(Records from a collection)
::::
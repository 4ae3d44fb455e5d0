use std::collections::HashMap;
use std::sync::atomic::{AtomicBool, AtomicUsize, Ordering};

use anyhow::{bail, Result};
use crossbeam_channel::Receiver;
use indexmap::IndexMap;
use parking_lot::Mutex;

use super::{ChangeEvent, ChangeFeed, DocumentPatch, FolderPatch, Gateway, Table};
use crate::model::{DocId, Document, Folder, FolderId};

/// Counters for every write the gateway has accepted or refused.
#[derive(Debug, Clone, Copy, Default, PartialEq, Eq)]
pub struct CallCounts {
    pub folder_insert_batches: usize,
    pub doc_insert_batches: usize,
    pub updates: usize,
    pub sort_order_batches: usize,
    pub deletes: usize,
    pub uploads: usize,
}

#[derive(Debug, Default)]
struct Tables {
    folders: IndexMap<FolderId, Folder>,
    docs: IndexMap<DocId, Document>,
    blobs: HashMap<String, (Vec<u8>, Option<String>)>,
    counts: CallCounts,
}

/// In-process backend. Writes can be made to fail on demand, which is how the
/// no-rollback policy gets exercised.
#[derive(Debug, Default)]
pub struct MemoryGateway {
    tables: Mutex<Tables>,
    feed: ChangeFeed,
    fail_writes: AtomicBool,
    failed_writes: AtomicUsize,
}

impl MemoryGateway {
    pub fn new() -> Self {
        Self::default()
    }

    pub fn with_rows(folders: Vec<Folder>, docs: Vec<Document>) -> Self {
        let gateway = Self::default();
        {
            let mut tables = gateway.tables.lock();
            tables.folders = folders.into_iter().map(|f| (f.id.clone(), f)).collect();
            tables.docs = docs.into_iter().map(|d| (d.id.clone(), d)).collect();
        }
        gateway
    }

    pub fn set_fail_writes(&self, fail: bool) {
        self.fail_writes.store(fail, Ordering::SeqCst);
    }

    pub fn failed_writes(&self) -> usize {
        self.failed_writes.load(Ordering::SeqCst)
    }

    pub fn counts(&self) -> CallCounts {
        self.tables.lock().counts
    }

    pub fn folder(&self, id: &FolderId) -> Option<Folder> {
        self.tables.lock().folders.get(id).cloned()
    }

    pub fn document(&self, id: &DocId) -> Option<Document> {
        self.tables.lock().docs.get(id).cloned()
    }

    pub fn blob(&self, key: &str) -> Option<Vec<u8>> {
        self.tables.lock().blobs.get(key).map(|(bytes, _)| bytes.clone())
    }

    /// Simulates a write made by another client: stored and broadcast.
    pub fn inject(&self, event: ChangeEvent) {
        {
            let mut tables = self.tables.lock();
            match &event {
                ChangeEvent::FolderInserted(f) | ChangeEvent::FolderUpdated(f) => {
                    tables.folders.insert(f.id.clone(), f.clone());
                }
                ChangeEvent::FolderDeleted(id) => {
                    tables.folders.shift_remove(id);
                }
                ChangeEvent::DocumentInserted(d) | ChangeEvent::DocumentUpdated(d) => {
                    tables.docs.insert(d.id.clone(), d.clone());
                }
                ChangeEvent::DocumentDeleted(id) => {
                    tables.docs.shift_remove(id);
                }
            }
        }
        self.feed.publish(event);
    }

    fn check_writable(&self, what: &str) -> Result<()> {
        if self.fail_writes.load(Ordering::SeqCst) {
            self.failed_writes.fetch_add(1, Ordering::SeqCst);
            bail!("remote unavailable: {what} rejected");
        }
        Ok(())
    }
}

impl Gateway for MemoryGateway {
    fn select_folders(&self) -> Result<Vec<Folder>> {
        let tables = self.tables.lock();
        let mut rows: Vec<Folder> = tables.folders.values().cloned().collect();
        rows.sort_by_key(|f| f.created_at);
        Ok(rows)
    }

    fn select_documents(&self) -> Result<Vec<Document>> {
        let tables = self.tables.lock();
        let mut rows: Vec<Document> = tables.docs.values().cloned().collect();
        rows.sort_by_key(|d| d.created_at);
        Ok(rows)
    }

    fn insert_folders(&self, rows: &[Folder]) -> Result<()> {
        self.check_writable("folder insert")?;
        {
            let mut tables = self.tables.lock();
            if let Some(dup) = rows.iter().find(|f| tables.folders.contains_key(&f.id)) {
                bail!("duplicate folder id {}", dup.id);
            }
            for folder in rows {
                tables.folders.insert(folder.id.clone(), folder.clone());
            }
            tables.counts.folder_insert_batches += 1;
        }
        for folder in rows {
            self.feed.publish(ChangeEvent::FolderInserted(folder.clone()));
        }
        Ok(())
    }

    fn insert_documents(&self, rows: &[Document]) -> Result<()> {
        self.check_writable("document insert")?;
        {
            let mut tables = self.tables.lock();
            if let Some(dup) = rows.iter().find(|d| tables.docs.contains_key(&d.id)) {
                bail!("duplicate document id {}", dup.id);
            }
            for doc in rows {
                tables.docs.insert(doc.id.clone(), doc.clone());
            }
            tables.counts.doc_insert_batches += 1;
        }
        for doc in rows {
            self.feed.publish(ChangeEvent::DocumentInserted(doc.clone()));
        }
        Ok(())
    }

    fn update_folder(&self, id: &FolderId, patch: &FolderPatch) -> Result<()> {
        self.check_writable("folder update")?;
        let updated = {
            let mut tables = self.tables.lock();
            tables.counts.updates += 1;
            let Some(folder) = tables.folders.get_mut(id) else {
                bail!("folder {id} not found");
            };
            patch.apply(folder);
            folder.clone()
        };
        self.feed.publish(ChangeEvent::FolderUpdated(updated));
        Ok(())
    }

    fn update_document(&self, id: &DocId, patch: &DocumentPatch) -> Result<()> {
        self.check_writable("document update")?;
        let updated = {
            let mut tables = self.tables.lock();
            tables.counts.updates += 1;
            let Some(doc) = tables.docs.get_mut(id) else {
                bail!("document {id} not found");
            };
            patch.apply(doc);
            doc.clone()
        };
        self.feed.publish(ChangeEvent::DocumentUpdated(updated));
        Ok(())
    }

    fn update_sort_orders(&self, orders: &[(FolderId, i64)]) -> Result<()> {
        self.check_writable("sort order batch")?;
        let updated = {
            let mut tables = self.tables.lock();
            if let Some((missing, _)) = orders.iter().find(|(id, _)| !tables.folders.contains_key(id)) {
                bail!("folder {missing} not found");
            }
            tables.counts.sort_order_batches += 1;
            let mut updated = Vec::with_capacity(orders.len());
            for (id, order) in orders {
                if let Some(folder) = tables.folders.get_mut(id) {
                    folder.sort_order = *order;
                    updated.push(folder.clone());
                }
            }
            updated
        };
        for folder in updated {
            self.feed.publish(ChangeEvent::FolderUpdated(folder));
        }
        Ok(())
    }

    fn delete_folder(&self, id: &FolderId) -> Result<()> {
        self.check_writable("folder delete")?;
        let removed = {
            let mut tables = self.tables.lock();
            tables.counts.deletes += 1;
            tables.folders.shift_remove(id).is_some()
        };
        if removed {
            self.feed.publish(ChangeEvent::FolderDeleted(id.clone()));
        }
        Ok(())
    }

    fn delete_document(&self, id: &DocId) -> Result<()> {
        self.check_writable("document delete")?;
        let removed = {
            let mut tables = self.tables.lock();
            tables.counts.deletes += 1;
            tables.docs.shift_remove(id).is_some()
        };
        if removed {
            self.feed.publish(ChangeEvent::DocumentDeleted(id.clone()));
        }
        Ok(())
    }

    fn delete_all(&self, table: Table) -> Result<usize> {
        self.check_writable("bulk delete")?;
        let mut tables = self.tables.lock();
        let removed = match table {
            Table::Folders => std::mem::take(&mut tables.folders).len(),
            Table::Docs => std::mem::take(&mut tables.docs).len(),
        };
        Ok(removed)
    }

    fn subscribe(&self, tables: &[Table]) -> Receiver<ChangeEvent> {
        self.feed.subscribe(tables)
    }

    fn upload_blob(&self, key: &str, bytes: &[u8], mime: Option<&str>) -> Result<()> {
        self.check_writable("blob upload")?;
        let mut tables = self.tables.lock();
        tables.counts.uploads += 1;
        tables
            .blobs
            .insert(key.to_owned(), (bytes.to_vec(), mime.map(str::to_owned)));
        Ok(())
    }

    fn public_url(&self, key: &str) -> String {
        format!("memory://blobs/{key}")
    }
}

#[cfg(test)]
mod tests {
    use super::*;

    #[test]
    fn failing_writes_leave_tables_untouched() -> anyhow::Result<()> {
        let gateway = MemoryGateway::new();
        gateway.set_fail_writes(true);
        let folder = Folder::new("folder-a".into(), "A", None);
        assert!(gateway.insert_folders(&[folder.clone()]).is_err());
        assert_eq!(gateway.failed_writes(), 1);
        assert!(gateway.select_folders()?.is_empty());

        gateway.set_fail_writes(false);
        gateway.insert_folders(&[folder])?;
        assert_eq!(gateway.counts().folder_insert_batches, 1);
        Ok(())
    }

    #[test]
    fn injected_events_reach_subscribers() {
        let gateway = MemoryGateway::new();
        let rx = gateway.subscribe(&[Table::Docs]);
        let doc = Document::new("doc-x".into(), "folder-a".into(), "Remote");
        gateway.inject(ChangeEvent::DocumentInserted(doc.clone()));
        assert_eq!(rx.try_recv().unwrap(), ChangeEvent::DocumentInserted(doc.clone()));
        assert_eq!(gateway.document(&doc.id), Some(doc));
    }
}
::::
● EXERCISE DESCRIPTION:
Each line that holds the string "super" is to be copied from the entries above.

● THE COMPLETED TASK:
use super::{ChangeEvent, ChangeFeed, DocumentPatch, FolderPatch, Gateway, Table};
    use super::*;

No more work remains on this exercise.